Sandy Park is a rugby union stadium and conference and banqueting centre in Exeter, England. It is the home ground of Exeter Chiefs, who from the 2010–11 season have been playing in the Gallagher Premiership, the top flight of the English rugby union league system. The club relocated there from their former stadium at the County Ground in 2006. The stadium can hold 15,600 spectators and is located adjacent to M5 junction 30, which is around 5 miles from Exeter City Centre. 

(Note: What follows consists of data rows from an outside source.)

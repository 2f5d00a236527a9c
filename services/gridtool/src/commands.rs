//! Subcommand bodies.
//!
//! Each command returns what it would print so `main` only dispatches.

use std::path::Path;

use anyhow::{Context, Result};
use tracing::info;

use gridtools::GridObj;

use crate::report::GridSummary;

/// Summarise a grid file as text or pretty JSON.
pub fn run_info(file: &Path, json: bool) -> Result<String> {
    let mut grid = load(file)?;
    let summary = GridSummary::from_grid(&file.display().to_string(), &mut grid)?;

    if json {
        Ok(format!("{}\n", serde_json::to_string_pretty(&summary)?))
    } else {
        Ok(summary.render_text())
    }
}

/// A-grid longitudes and latitudes in radians, one line each.
pub fn run_agrid(file: &Path) -> Result<String> {
    let grid = load(file)?;

    match grid.derive_agrid_lonlat()? {
        Some((lon, lat)) => Ok(format!(
            "lon ({}): {:?}\nlat ({}): {:?}\n",
            lon.len(),
            lon.to_vec(),
            lat.len(),
            lat.to_vec()
        )),
        None => anyhow::bail!("{} has no x/y supergrid coordinates", file.display()),
    }
}

/// Reload `input` and write its grid variables to `output`.
pub fn run_copy(input: &Path, output: &Path) -> Result<()> {
    let grid = load(input)?;
    grid.write(output)
        .with_context(|| format!("Failed to write {}", output.display()))?;

    info!(input = %input.display(), output = %output.display(), "Copied grid");
    Ok(())
}

fn load(path: &Path) -> Result<GridObj> {
    GridObj::from_file(path).with_context(|| format!("Failed to load grid {}", path.display()))
}
//! Grid file inspection tool.
//!
//! Loads model grid files through `gridtools` to report their contents,
//! print derived A-grid coordinates, or rewrite them.

mod commands;
mod config;
mod report;

use std::path::PathBuf;

use anyhow::Result;
use clap::{Parser, Subcommand};
use tracing_subscriber::FmtSubscriber;

use config::GridtoolConfig;

#[derive(Parser, Debug)]
#[command(name = "gridtool")]
#[command(about = "Inspect and rewrite model grid files")]
struct Args {
    /// Log level (overrides GRIDTOOL_LOG_LEVEL)
    #[arg(long, global = true)]
    log_level: Option<String>,

    /// Emit logs as JSON (overrides GRIDTOOL_LOG_JSON)
    #[arg(long, global = true)]
    json_logs: bool,

    #[command(subcommand)]
    command: Command,
}

#[derive(Subcommand, Debug)]
enum Command {
    /// Show variables, dimensions and tile metadata of a grid file
    Info {
        /// Grid file path
        file: PathBuf,

        /// Print the summary as JSON
        #[arg(long)]
        json: bool,
    },

    /// Print A-grid longitudes and latitudes (radians) derived from the supergrid
    Agrid {
        /// Grid file path
        file: PathBuf,
    },

    /// Load a grid file and write its grid variables to a new file
    Copy {
        /// Source grid file
        input: PathBuf,

        /// Destination file (overwritten)
        output: PathBuf,
    },
}

fn main() -> Result<()> {
    // Load environment from .env file if present
    dotenvy::dotenv().ok();

    let args = Args::parse();
    let config = GridtoolConfig::from_env().with_overrides(args.log_level.as_deref(), args.json_logs);

    init_tracing(&config)?;
    gridtools::silence_hdf5_errors();

    match args.command {
        Command::Info { file, json } => print!("{}", commands::run_info(&file, json)?),
        Command::Agrid { file } => print!("{}", commands::run_agrid(&file)?),
        Command::Copy { input, output } => commands::run_copy(&input, &output)?,
    }

    Ok(())
}

fn init_tracing(config: &GridtoolConfig) -> Result<()> {
    let builder = FmtSubscriber::builder()
        .with_max_level(config.log_level)
        .with_target(true)
        .with_writer(std::io::stderr);

    if config.json_logs {
        tracing::subscriber::set_global_default(builder.json().finish())?;
    } else {
        tracing::subscriber::set_global_default(builder.finish())?;
    }

    Ok(())
}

Sandy Park played host to the England Saxons vs Ireland Wolfhounds on 28 January 2012; the England Saxons won 23–17.

Expansion
In the summer of 2012 the club announced a five-year plan to redevelop the ground to hold 20,600, which will be carried out in phases, starting with the existing west stand to provide a much larger bar area and extending the grandstand the full length of the pitch (in place of the existing temporary seating). The second phase (subject to finance) will involve building a large conference centre to the south and then extending the main grandstand around the corner and along the south end of the ground. The proposed stands behind each of the goal posts will be much larger than the existing main grandstand, but the proposed east stand will be similar in size to the main stand, due to its proximity adjacent the M5 motorway restricting its size.

The first phase of the redevelopment (costing £10million) was carried out over the summer of 2014 and Sandy Park reopened in September that year with an increased capacity of 12,500, the capacity that the stadium will have when it hosts matches at the 2015 Rugby World Cup. The Conference & Banqueting facilities of Sandy Park were also increased, doubling the capacity for conferences and other events.

The second phase was announced in July 2021 and involves expansion of the East stand to create a further 1,948 seats and taking capacity to 15,600.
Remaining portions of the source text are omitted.